Ahora que el indicador avanzado del IPC de noviembre se sitúa en el 6,8%, de confirmarse, supondría una subida próxima al 8,5% de las pensiones; dato que el 14 de diciembre será definitivo. Pero esa subida es para las pensiones contributivas, las no contributivas mantienen el 15% subido en julio. Es decir, quien tenga la pensión máxima contributiva percibirá, en bruto, catorce pagas de 3.059 euros. Casos hay de personas que han trabajado cuarenta años, que han ayudado a crear riqueza en nuestro país, que tuvieron que optar a una base de cotización reducida por la inseguridad de sus recursos y los gastos que su negocio les generaban, caso de no pocos autónomos, que se aproximarán a los 900 euros mensuales.

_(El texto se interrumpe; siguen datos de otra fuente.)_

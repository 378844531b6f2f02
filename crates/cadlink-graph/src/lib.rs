#![warn(missing_docs)]

//! Rooted spanning trees over CAD mate graphs.
//!
//! The mate graph of an assembly is undirected and may contain loops. The
//! kinematic synthesis needs a tree: one root, one parent per other node.
//! [`RootedTree`] is that tree, validated on construction, and
//! [`build_rooted_tree`] derives one deterministically from parts and mates.
//!
//! # Root selection
//!
//! 1. [`RootPolicy::Explicit`] names the root.
//! 2. Otherwise the lexicographically first part flagged `is_fixed`.
//! 3. Otherwise the part with the most distinct mate neighbors, ties broken
//!    by the smallest occurrence id.

use cadlink_ir::{Mate, MateKey, OccurrenceId, Part};
use serde::{Deserialize, Serialize};
use std::collections::{BTreeMap, BTreeSet, VecDeque};
use thiserror::Error;

/// Errors raised while building or validating a rooted tree.
#[derive(Error, Debug, PartialEq, Eq)]
pub enum GraphError {
    /// There are no parts to build a tree from.
    #[error("assembly has no parts")]
    Empty,

    /// The requested root is not a part of the assembly.
    #[error("root occurrence not found: {0}")]
    UnknownRoot(String),

    /// The root appears as the child of an edge.
    #[error("root {0} has an incoming edge")]
    RootHasParent(String),

    /// A node has more than one incoming edge.
    #[error("node {node} has more than one parent ({first}, {second})")]
    MultipleParents {
        /// The node.
        node: String,
        /// First parent seen.
        first: String,
        /// Second parent seen.
        second: String,
    },

    /// An edge joins a node to itself.
    #[error("self loop on node {0}")]
    SelfLoop(String),

    /// Nodes that cannot be reached from the root (they form a cycle).
    #[error("cycle detected among nodes {0:?}")]
    Cycle(Vec<String>),
}

/// A directed tree edge.
#[derive(Debug, Clone, PartialEq, Eq, PartialOrd, Ord, Hash, Serialize, Deserialize)]
pub struct TreeEdge {
    /// Node closer to the root.
    pub parent: OccurrenceId,
    /// Node attached to the parent.
    pub child: OccurrenceId,
}

impl TreeEdge {
    /// Create an edge.
    pub fn new(parent: impl Into<OccurrenceId>, child: impl Into<OccurrenceId>) -> Self {
        Self {
            parent: parent.into(),
            child: child.into(),
        }
    }

    /// The canonical mate key for this edge: `(parent, child)`.
    pub fn key(&self) -> MateKey {
        MateKey::new(self.parent.clone(), self.child.clone())
    }
}

/// A validated rooted tree.
///
/// Exactly one root, exactly one parent for every other node, no cycles, one
/// connected component. Immutable once built.
#[derive(Debug, Clone, PartialEq, Eq)]
pub struct RootedTree {
    root: OccurrenceId,
    edges: Vec<TreeEdge>,
    parents: BTreeMap<OccurrenceId, OccurrenceId>,
    children: BTreeMap<OccurrenceId, Vec<OccurrenceId>>,
}

impl RootedTree {
    /// Validate `edges` as a tree rooted at `root`.
    ///
    /// Edge order is preserved by [`RootedTree::edges`].
    pub fn new(root: impl Into<OccurrenceId>, edges: Vec<TreeEdge>) -> Result<Self, GraphError> {
        let root = root.into();
        let mut parents: BTreeMap<OccurrenceId, OccurrenceId> = BTreeMap::new();
        let mut children: BTreeMap<OccurrenceId, Vec<OccurrenceId>> = BTreeMap::new();

        for edge in &edges {
            if edge.parent == edge.child {
                return Err(GraphError::SelfLoop(edge.child.clone()));
            }
            if edge.child == root {
                return Err(GraphError::RootHasParent(root));
            }
            if let Some(first) = parents.get(&edge.child) {
                return Err(GraphError::MultipleParents {
                    node: edge.child.clone(),
                    first: first.clone(),
                    second: edge.parent.clone(),
                });
            }
            parents.insert(edge.child.clone(), edge.parent.clone());
            children
                .entry(edge.parent.clone())
                .or_default()
                .push(edge.child.clone());
        }

        let tree = Self {
            root,
            edges,
            parents,
            children,
        };

        // Every non-root node has one parent; anything the root cannot reach
        // therefore sits on a cycle.
        let reached: BTreeSet<&str> = tree.walk().collect();
        let mut unreached: Vec<String> = tree
            .parents
            .keys()
            .chain(tree.children.keys())
            .filter(|n| !reached.contains(n.as_str()))
            .cloned()
            .collect();
        if !unreached.is_empty() {
            unreached.sort();
            unreached.dedup();
            return Err(GraphError::Cycle(unreached));
        }

        Ok(tree)
    }

    /// The root node.
    pub fn root(&self) -> &str {
        &self.root
    }

    /// All edges in construction order.
    pub fn edges(&self) -> &[TreeEdge] {
        &self.edges
    }

    /// Parent of `node`; `None` for the root and for unknown nodes.
    pub fn parent(&self, node: &str) -> Option<&str> {
        self.parents.get(node).map(String::as_str)
    }

    /// Children of `node` in edge order.
    pub fn children(&self, node: &str) -> &[OccurrenceId] {
        self.children.get(node).map(Vec::as_slice).unwrap_or(&[])
    }

    /// Whether `node` belongs to the tree.
    pub fn contains(&self, node: &str) -> bool {
        node == self.root || self.parents.contains_key(node)
    }

    /// Number of nodes, root included.
    pub fn len(&self) -> usize {
        self.parents.len() + 1
    }

    /// A tree always holds its root.
    pub fn is_empty(&self) -> bool {
        false
    }

    /// Nodes in breadth-first order from the root.
    pub fn walk(&self) -> impl Iterator<Item = &str> {
        let mut order: Vec<&str> = Vec::with_capacity(self.parents.len() + 1);
        let mut queue: VecDeque<&str> = VecDeque::from([self.root.as_str()]);
        while let Some(node) = queue.pop_front() {
            order.push(node);
            queue.extend(self.children(node).iter().map(String::as_str));
        }
        order.into_iter()
    }

    /// Number of edges between the root and `node`.
    pub fn depth(&self, node: &str) -> Option<usize> {
        if !self.contains(node) {
            return None;
        }
        let mut depth = 0;
        let mut current = node;
        while let Some(parent) = self.parent(current) {
            depth += 1;
            current = parent;
        }
        Some(depth)
    }
}

/// How the root of the spanning tree is chosen.
#[derive(Debug, Clone, Default, PartialEq, Eq)]
pub enum RootPolicy {
    /// Use this occurrence.
    Explicit(OccurrenceId),
    /// First fixed part, else the part with the highest mate degree.
    #[default]
    Auto,
}

/// Result of [`build_rooted_tree`].
#[derive(Debug, Clone)]
pub struct TreeBuild {
    /// The spanning tree.
    pub tree: RootedTree,
    /// Mates whose pair of occurrences is not a tree edge (kinematic loops).
    pub loop_mates: Vec<MateKey>,
    /// Parts the root cannot reach through mates.
    pub unreachable: Vec<OccurrenceId>,
    /// Mates naming an occurrence that is not a known part.
    pub ignored_mates: Vec<MateKey>,
}

/// Build a rooted spanning tree from parts and mates.
///
/// Traversal is breadth-first with neighbors visited in sorted order, so the
/// result depends only on the input identifiers.
pub fn build_rooted_tree(
    parts: &BTreeMap<OccurrenceId, Part>,
    mates: &[Mate],
    policy: &RootPolicy,
) -> Result<TreeBuild, GraphError> {
    if parts.is_empty() {
        return Err(GraphError::Empty);
    }

    let mut adjacency: BTreeMap<&str, BTreeSet<String>> =
        parts.keys().map(|k| (k.as_str(), BTreeSet::new())).collect();
    let mut mate_keys = Vec::with_capacity(mates.len());
    let mut ignored_mates = Vec::new();

    for mate in mates {
        let key = mate.key();
        if !parts.contains_key(&key.first) || !parts.contains_key(&key.second) {
            tracing::warn!("Ignoring mate {} ({}): unknown occurrence", mate.name, key);
            ignored_mates.push(key);
            continue;
        }
        if key.first == key.second {
            ignored_mates.push(key);
            continue;
        }
        if let Some(n) = adjacency.get_mut(key.first.as_str()) {
            n.insert(key.second.clone());
        }
        if let Some(n) = adjacency.get_mut(key.second.as_str()) {
            n.insert(key.first.clone());
        }
        mate_keys.push(key);
    }

    let root = select_root(parts, &adjacency, policy)?;
    tracing::info!("Selected root occurrence: {}", root);

    let mut visited: BTreeSet<&str> = BTreeSet::from([root.as_str()]);
    let mut queue: VecDeque<&str> = VecDeque::from([root.as_str()]);
    let mut edges = Vec::new();
    while let Some(node) = queue.pop_front() {
        for next in adjacency.get(node).into_iter().flatten() {
            if visited.insert(next.as_str()) {
                edges.push(TreeEdge::new(node, next.as_str()));
                queue.push_back(next.as_str());
            }
        }
    }

    let tree_pairs: BTreeSet<(&str, &str)> = edges
        .iter()
        .flat_map(|e| {
            [
                (e.parent.as_str(), e.child.as_str()),
                (e.child.as_str(), e.parent.as_str()),
            ]
        })
        .collect();

    let mut seen_pairs = BTreeSet::new();
    let mut loop_mates = Vec::new();
    for key in &mate_keys {
        let pair = (key.first.as_str(), key.second.as_str());
        let reached = visited.contains(pair.0) && visited.contains(pair.1);
        let canonical = if pair.0 < pair.1 { pair } else { (pair.1, pair.0) };
        if reached && !tree_pairs.contains(&pair) && seen_pairs.insert(canonical) {
            tracing::warn!("Mate {} closes a kinematic loop and is left out of the tree", key);
            loop_mates.push(key.clone());
        }
    }

    let unreachable: Vec<OccurrenceId> = parts
        .keys()
        .filter(|k| !visited.contains(k.as_str()))
        .cloned()
        .collect();
    for node in &unreachable {
        tracing::warn!("Part {} is not connected to the root by any mate", node);
    }

    let tree = RootedTree::new(root, edges)?;
    Ok(TreeBuild {
        tree,
        loop_mates,
        unreachable,
        ignored_mates,
    })
}

fn select_root(
    parts: &BTreeMap<OccurrenceId, Part>,
    adjacency: &BTreeMap<&str, BTreeSet<String>>,
    policy: &RootPolicy,
) -> Result<OccurrenceId, GraphError> {
    if let RootPolicy::Explicit(id) = policy {
        if !parts.contains_key(id) {
            return Err(GraphError::UnknownRoot(id.clone()));
        }
        return Ok(id.clone());
    }

    if let Some((id, _)) = parts.iter().find(|(_, p)| p.is_fixed) {
        return Ok(id.clone());
    }

    // BTreeMap order makes the first maximum the smallest id.
    let mut best: Option<(&str, usize)> = None;
    for (id, neighbors) in adjacency {
        match best {
            Some((_, degree)) if degree >= neighbors.len() => {}
            _ => best = Some((*id, neighbors.len())),
        }
    }
    best.map(|(id, _)| id.to_string()).ok_or(GraphError::Empty)
}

Ellos han contribuido tanto o más que los no autónomos a que hoy podamos estar hablando de estas subidas. Y a mí me parece injusto. El baremo de las bases de cotización no debiera ser el argumento determinante cuando se han trabajado tantos años, porque excepción se hace con las no contributivas. Una unidad con dos perceptores de no contributiva recibirá mensualmente unos 820 euros. Así que no me extraña que haya manifestaciones exigiendo que la pensión de las personas que han cumplido requisitos de tiempo de cotización sea superior a los mil euros mensuales. Esforzarse para que quienes están en estado de necesidad dispongan de unos ingresos mínimos es lógico, pero también lo es que puedan disponer de recursos para un descanso digno y merecido quienes han posibilitado con su trabajo en el pasado que podamos atender a los más débiles. A ver si EH Bildu y el Gobierno pactan en un déjà vu unos Presupuestos que contemplen la situación de estas personas y entonces habrá más que se convenzan de que izquierda y siniestra no son necesariamente sinónimos.